Audio subtitlesI plan on releasing tongue twister lessons, and I may do these as just-audio files rather than as video-and-audio files, but still with subtitles. If I were to release these today, I would reference WebVTT files in track tags within a video tag, and I would style the video element so that the subtitles would take up most of the space.
I think it would be straightforward to do this with video tag, but I thought this style of use was noteworthy.
PlaylistOne of the few complicated parts of my build system is the part where I combine the several short tongue twister videos into one video with many tongue twisters. The complicated part is the calculation of absolute subtitle timings to match the video.
Consider videos of three tongue twisters:
- The first, about pickled peppers, is six seconds long.
- The second, about red cabbage, is five seconds long.
- The third, about fish, is three seconds long.
Within each tongue twister, I specify subtitle timings relative the beginning of the clip. For example, the first clause of the red cabbage tongue twister may start one second into the clip. See this discussion on suckless-dev for more detail.
To convert these timings from relative the clip to relative the full video, I render each clip, check how long the clip rendered as, and cumulatively add the durations of previous clips to the relative timings within each subsequent clip.
If it were possible to specify a playlist of several videos and subtitles, where the timings of each subtitle track relate to the beginning of the corresponding video, then I would not need the above calculation. There would be other benefits too. For example, I would not need to re-encode video as much.
DebuggingWhen I was initially implementing by WebVTT renderer, I recall that it took me a little while to realize that my only error was to exclude the milliseconds component. This particular issue could be resolved by a change to the specification, but I think it mostly highlights the need for validation and debugging tools.
ConclusionsWith little difficulty I managed to render my tongue twister subtitles as WebVTT format. The only thing that I really wanted but could not use was karaoke mode. It was helpful for my build system that subtitles are in separate files from the video files.
I found many of the details of WebVTT and HTML related to track language specifications to be inappropriate for my project. All players seem to ignore these for now, but I am concerned for what will happen if they start to be used for something. In summary,
- The model of IETF language codes is very different from my language catalog, and it is not clear how I should convert between them.

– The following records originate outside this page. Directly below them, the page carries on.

use crate::cli::SelectArgs;
use crate::config::{PartialSelectConfig, RunConfig};
use crate::error::{CliError, Result};
use crate::utils::progress::CliProgressHandler;
use rayon::prelude::*;
use serde::Serialize;
use std::fs;
use std::path::{Path, PathBuf};
use std::sync::Arc;
use templar::core::align::global::GlobalAligner;
use templar::core::align::pool::{AlignerPool, PooledAligner};
use templar::core::io::catalog::Catalog;
use templar::core::models::domain::DomainUnit;
use templar::core::models::template::Template;
use templar::engine::cache::TemplateCache;
use templar::engine::progress::ProgressReporter;
use templar::engine::select::TemplateSelector;
use templar::engine::workspace::Workspace;
use templar::workflows;
use tracing::{debug, error, info, instrument, warn};

/// What gets written to `<output>/<storage_key>.toml` for every selected unit.
#[derive(Serialize)]
#[serde(rename_all = "kebab-case")]
struct TemplateRecord<'a> {
    #[serde(skip_serializing_if = "Option::is_none")]
    staged_dir: Option<&'a Path>,
    unit: &'a DomainUnit,
    template: &'a Template,
}

struct UnitReport {
    record_path: PathBuf,
    score: u64,
    from_cache: bool,
}

/// Shared, read-only state handed to every worker.
struct RunContext<'a> {
    catalog: &'a Catalog,
    config: &'a RunConfig,
    pool: &'a Arc<AlignerPool>,
    reporter: &'a ProgressReporter<'a>,
    output: &'a Path,
}

#[instrument(skip_all, name = "select_command")]
pub fn run(args: SelectArgs) -> Result<()> {
    info!("Starting template selection.");

    let partial_config = match &args.config {
        Some(path) => PartialSelectConfig::from_file(path)?,
        None => PartialSelectConfig::default(),
    };
    let config = partial_config.merge_with_cli(&args)?;
    debug!(?config, "Resolved selection configuration.");

    let catalog = Catalog::load(&args.catalog).map_err(|e| CliError::FileParsing {
        path: args.catalog.clone(),
        source: e.into(),
    })?;
    if catalog.queries.is_empty() {
        warn!("Catalog {:?} lists no queries; nothing to do.", args.catalog);
        return Ok(());
    }
    info!(
        queries = catalog.queries.len(),
        domains = catalog.domains.len(),
        contacts = catalog.contacts.len(),
        "Catalog loaded."
    );

    fs::create_dir_all(&args.output)?;
    let pool = Arc::new(AlignerPool::new(config.max_concurrent));
    let progress_handler = CliProgressHandler::new();
    let reporter = ProgressReporter::with_callback(progress_handler.get_callback());

    let context = RunContext {
        catalog: &catalog,
        config: &config,
        pool: &pool,
        reporter: &reporter,
        output: &args.output,
    };

    let outcomes: Vec<(String, Result<UnitReport>)> = catalog
        .queries
        .par_iter()
        .map_init(TemplateCache::new, |cache, unit| {
            (unit.label(), process_unit(unit, &context, cache))
        })
        .collect();

    progress_handler.finish("Done");

    let total = outcomes.len();
    let mut failed = 0;
    for (label, outcome) in outcomes {
        match outcome {
            Ok(report) => {
                let origin = if report.from_cache { " (cached)" } else { "" };
                println!(
                    "✓ {} -> {} [score {}]{}",
                    label,
                    report.record_path.display(),
                    report.score,
                    origin
                );
            }
            Err(e) => {
                failed += 1;
                error!(domain = %label, "Template selection failed: {}", e);
                println!("✗ {}: {}", label, e);
            }
        }
    }

    info!(total, failed, "Template selection finished.");
    if failed > 0 {
        return Err(CliError::Selection { failed, total });
    }
    Ok(())
}

/// Selects one unit inside a fresh workspace, removing the workspace if anything fails.
fn process_unit(
    unit: &DomainUnit,
    context: &RunContext,
    cache: &mut TemplateCache,
) -> Result<UnitReport> {
    let workspace = Workspace::new(&context.config.workspace_root, Workspace::unique_token());
    let outcome = select_in_workspace(unit, context, cache, &workspace);
    if outcome.is_err() {
        if let Err(e) = workspace.cleanup() {
            warn!(token = workspace.token(), "Failed to clean up workspace: {}", e);
        }
    }
    outcome
}

fn select_in_workspace(
    unit: &DomainUnit,
    context: &RunContext,
    cache: &mut TemplateCache,
    workspace: &Workspace,
) -> Result<UnitReport> {
    workspace.prepare()?;
    let alignments_dir = workspace.alignments_dir();

    let aligner = PooledAligner::new(
        GlobalAligner::new(context.config.scoring),
        Arc::clone(context.pool),
        workspace.token(),
    );
    let selector = TemplateSelector::new(
        context.catalog,
        context.catalog,
        &aligner,
        &context.config.selection,
        context.reporter,
    )
    .with_artifact_dir(&alignments_dir);

    let result = workflows::select::run(unit, &selector, cache, Some(workspace))?;

    let record_path = context
        .output
        .join(format!("{}.toml", unit.storage_key()));
    if let Some(parent) = record_path.parent() {
        fs::create_dir_all(parent)?;
    }
    let record = TemplateRecord {
        staged_dir: result.staged_dir.as_deref(),
        unit,
        template: &result.template,
    };
    let text = toml::to_string(&record).map_err(|e| CliError::Other(e.into()))?;
    fs::write(&record_path, text)?;
    debug!(path = %record_path.display(), "Template record written.");

    Ok(UnitReport {
        record_path,
        score: result.template.total_score(),
        from_cache: result.from_cache,
    })
}

#[cfg(test)]
mod tests {
    use super::*;
    use crate::cli::{Cli, Commands};
    use clap::Parser;
    use tempfile::tempdir;

    const QUERY: &str = "ACDEFGHIKLMNPQRSTVWYCEGIKMPRTWADFHLNQSVYDGKNRVAEHMQTYCFILPSWAFKPTCGLRWDHNSYEIMQVDILQWCKSAGTMVNEPYRFH";

    fn catalog_text(family: &str) -> String {
        format!(
            r#"
[sequences]
P1 = "{query}"

[[domains]]
family = "Alpha"
cath-id = "1abcA01"
structure-id = "1ABC"
chain-id = "A"
resolution = 2.4
range = "1:41"

[[chains]]
structure-id = "1ABC"
chain-id = "A"
sequence = "{chain}"

[[queries]]
kind = "single"
identity = "P1_{family}"
family = "{family}"
range = "10:50"
sequence-id = "P1"
"#,
            query = QUERY,
            chain = &QUERY[9..50],
            family = family,
        )
    }

    fn select_args(dir: &Path, family: &str) -> SelectArgs {
        let catalog = dir.join("catalog.toml");
        fs::write(&catalog, catalog_text(family)).unwrap();
        let output = dir.join("out");
        let cli = Cli::parse_from([
            "templar",
            "select",
            "--catalog",
            catalog.to_str().unwrap(),
            "--output",
            output.to_str().unwrap(),
            "--max-concurrent",
            "1",
        ]);
        match cli.command {
            Commands::Select(args) => args,
            _ => panic!("Expected 'select' subcommand"),
        }
    }

    #[test]
    fn select_writes_one_record_per_query() {
        let dir = tempdir().unwrap();
        let args = select_args(dir.path(), "Alpha");
        let output = args.output.clone();

        run(args).unwrap();

        let record = fs::read_to_string(output.join("P1").join("P1_Alpha.toml")).unwrap();
        assert!(record.contains("P1_1ABCA.aln"));
        assert!(record.contains("24250"));
    }

    #[test]
    fn failed_units_are_reported_and_their_workspace_removed() {
        let dir = tempdir().unwrap();
        let args = select_args(dir.path(), "Gamma");
        let output = args.output.clone();

        let result = run(args);
        assert!(matches!(
            result,
            Err(CliError::Selection {
                failed: 1,
                total: 1
            })
        ));

        let workspace_root = output.join("workspace");
        let leftovers = fs::read_dir(&workspace_root)
            .map(|entries| entries.count())
            .unwrap_or(0);
        assert_eq!(leftovers, 0);
        assert!(!output.join("P1").join("P1_Gamma.toml").exists());
    }
}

- A particular track does not necessarily have one main language; it may have zero languages, and it may have more than one language.
- A particular phrase within a track is not necessarily in exactly one language.

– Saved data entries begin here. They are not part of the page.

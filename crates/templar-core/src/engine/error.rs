use thiserror::Error;

use crate::core::analysis::gaps::GapPatternError;
use crate::core::models::alignment::AlignmentError;
use crate::core::models::domain::DomainRange;

#[derive(Debug, Error)]
pub enum TemplateError {
    #[error("No structural templates found for domain '{domain}'")]
    NoStructuralTemplates { domain: String },

    #[error("None of the {attempted} structural template(s) for domain '{domain}' could be aligned")]
    NoViableTemplates { domain: String, attempted: usize },

    #[error("Structure {structure_id} chain {chain_id} has no observed residues in the requested range")]
    EmptyStructureSequence {
        structure_id: String,
        chain_id: String,
    },

    #[error("Cannot map structure {structure_id} chain {chain_id} onto its sequence: {reason}")]
    StructureMapping {
        structure_id: String,
        chain_id: String,
        reason: String,
    },

    #[error("Alignment failed: {source}")]
    Alignment {
        #[from]
        source: AlignmentError,
    },

    #[error("Gap pattern analysis failed: {source}")]
    GapPattern {
        #[from]
        source: GapPatternError,
    },

    #[error("Range {range} does not fit sequence '{sequence_id}' of length {length}")]
    InvalidRange {
        sequence_id: String,
        range: DomainRange,
        length: usize,
    },

    #[error("Query sequence '{0}' not found")]
    SequenceNotFound(String),

    #[error("Query sequence '{0}' contains non-ASCII characters")]
    NonAsciiSequence(String),

    #[error("Failed to write alignment artifact '{path}': {source}")]
    Artifact {
        path: String,
        source: std::io::Error,
    },
}

impl TemplateError {
    /// Whether the failure concerns one candidate only, so selection can move on to
    /// the next candidate.
    pub fn is_candidate_local(&self) -> bool {
        matches!(
            self,
            TemplateError::EmptyStructureSequence { .. }
                | TemplateError::StructureMapping { .. }
                | TemplateError::Alignment { .. }
                | TemplateError::Artifact { .. }
        )
    }
}

#[cfg(test)]
mod tests {
    use super::*;

    #[test]
    fn structure_side_failures_are_candidate_local() {
        let mapping = TemplateError::StructureMapping {
            structure_id: "1ABC".to_string(),
            chain_id: "A".to_string(),
            reason: "no residue numbers".to_string(),
        };
        assert!(mapping.is_candidate_local());
        assert!(TemplateError::from(AlignmentError::NoResidues("1ABCA".to_string())).is_candidate_local());
    }

    #[test]
    fn gap_pattern_and_query_failures_are_fatal() {
        let gap = TemplateError::from(GapPatternError::UnexpectedSymbol {
            symbol: '.',
            column: 3,
        });
        assert!(!gap.is_candidate_local());
        assert!(!TemplateError::SequenceNotFound("P1".to_string()).is_candidate_local());
        assert!(!TemplateError::NonAsciiSequence("P1".to_string()).is_candidate_local());
        assert!(
            !TemplateError::NoStructuralTemplates {
                domain: "P1_Ras".to_string()
            }
            .is_candidate_local()
        );
    }
}
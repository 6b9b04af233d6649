use super::candidate::{DomainContact, StructureDomain, TemplateCandidate};
use super::domain::DomainRange;
use serde::{Deserialize, Serialize};

/// The refined alignment of one query domain against one structure domain.
#[derive(Debug, Clone, PartialEq, Eq, Serialize, Deserialize)]
#[serde(rename_all = "kebab-case")]
pub struct TemplateSide {
    pub sequence_range: DomainRange,
    pub alignment_reference_id: String,
    pub alignment_score: u32,
    pub alignment_artifact_name: String,
}

/// The selected structural template for a domain unit.
#[derive(Debug, Clone, PartialEq, Serialize, Deserialize)]
#[serde(rename_all = "kebab-case", tag = "kind")]
pub enum Template {
    Single {
        candidate: StructureDomain,
        alignment: TemplateSide,
    },
    Pair {
        candidate: DomainContact,
        first: TemplateSide,
        second: TemplateSide,
    },
}

impl Template {
    /// Ranking score: the side score, or the sum of both sides for pairs.
    pub fn total_score(&self) -> u64 {
        match self {
            Template::Single { alignment, .. } => u64::from(alignment.alignment_score),
            Template::Pair { first, second, .. } => {
                u64::from(first.alignment_score) + u64::from(second.alignment_score)
            }
        }
    }

    pub fn resolution(&self) -> f64 {
        match self {
            Template::Single { candidate, .. } => candidate.resolution,
            Template::Pair { candidate, .. } => candidate.first.resolution,
        }
    }

    pub fn candidate(&self) -> TemplateCandidate {
        match self {
            Template::Single { candidate, .. } => TemplateCandidate::Single(candidate.clone()),
            Template::Pair { candidate, .. } => TemplateCandidate::Pair(candidate.clone()),
        }
    }

    pub fn sides(&self) -> Vec<&TemplateSide> {
        match self {
            Template::Single { alignment, .. } => vec![alignment],
            Template::Pair { first, second, .. } => vec![first, second],
        }
    }

    pub fn artifact_names(&self) -> Vec<&str> {
        self.sides()
            .into_iter()
            .map(|side| side.alignment_artifact_name.as_str())
            .collect()
    }
}
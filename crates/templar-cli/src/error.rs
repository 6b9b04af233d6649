use std::path::PathBuf;
use templar::engine::error::TemplateError;
use thiserror::Error;

pub type Result<T> = std::result::Result<T, CliError>;

#[derive(Debug, Error)]
pub enum CliError {
    #[error(transparent)]
    Template(#[from] TemplateError),

    #[error("Configuration error: {0}")]
    Config(String),

    #[error("Failed to parse file '{path}': {source}", path = path.display())]
    FileParsing {
        path: PathBuf,
        #[source]
        source: anyhow::Error,
    },

    #[error("I/O error: {0}")]
    Io(#[from] std::io::Error),

    #[error("{failed} of {total} domain unit(s) failed template selection")]
    Selection { failed: usize, total: usize },

    #[error(transparent)]
    Other(#[from] anyhow::Error),
}
//! # Workflows Module
//!
//! Top-level entry points of the library.
//!
//! - **Selection Workflow** ([`select`]) - Selects and refines the structural template
//!   for one domain unit, consults the caller's cache and stages alignment artifacts
//!   into the caller's workspace.

pub mod select;
use crate::core::models::domain::DomainUnit;
use crate::core::models::template::Template;
use std::collections::HashMap;

/// Completed selections keyed by [`DomainUnit::cache_key`].
///
/// The cache is owned by the caller and passed in explicitly; nothing in the engine
/// keeps selections alive on its own.
#[derive(Debug, Default, Clone)]
pub struct TemplateCache {
    data: HashMap<String, Template>,
}

impl TemplateCache {
    pub fn new() -> Self {
        Self::default()
    }

    pub fn get(&self, unit: &DomainUnit) -> Option<&Template> {
        self.data.get(&unit.cache_key())
    }

    pub fn insert(&mut self, unit: &DomainUnit, template: Template) {
        self.data.insert(unit.cache_key(), template);
    }

    pub fn invalidate(&mut self, unit: &DomainUnit) -> Option<Template> {
        self.data.remove(&unit.cache_key())
    }

    pub fn clear(&mut self) {
        self.data.clear();
    }

    pub fn len(&self) -> usize {
        self.data.len()
    }

    pub fn is_empty(&self) -> bool {
        self.data.is_empty()
    }
}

Moreover, I do not understand the purpose of these language specifications. Regardless of whether the specifications are to be changed based on the above issues, I suggest that the specification document should document the motivations for the particular data model that is specified.
I have some suggestions that could be alternatively seen as issues of specification or implementation.
- Specification that browsers must be able to present long track lists.
- Specification of a subset of WebVTT as the basic version so that small video projects may confidently implement a coherent subset of the features
Finally, I presented a few ideas for new features, all of which go slightly beyond the scope of web-based subtitles.
- Debugging tools (not necessarily part of the specification)
- Playlists, which would make it it easier to align subtitles and would reduce the need for re-encoding of videos.
- Audio-without-video subtitles (possibly already well supported)
Even with the many issues that I pointed out and without the features that I proposed, it was straightforward for me to implement basic WebVTT rendering within a video build system. I believe that that is a good sign.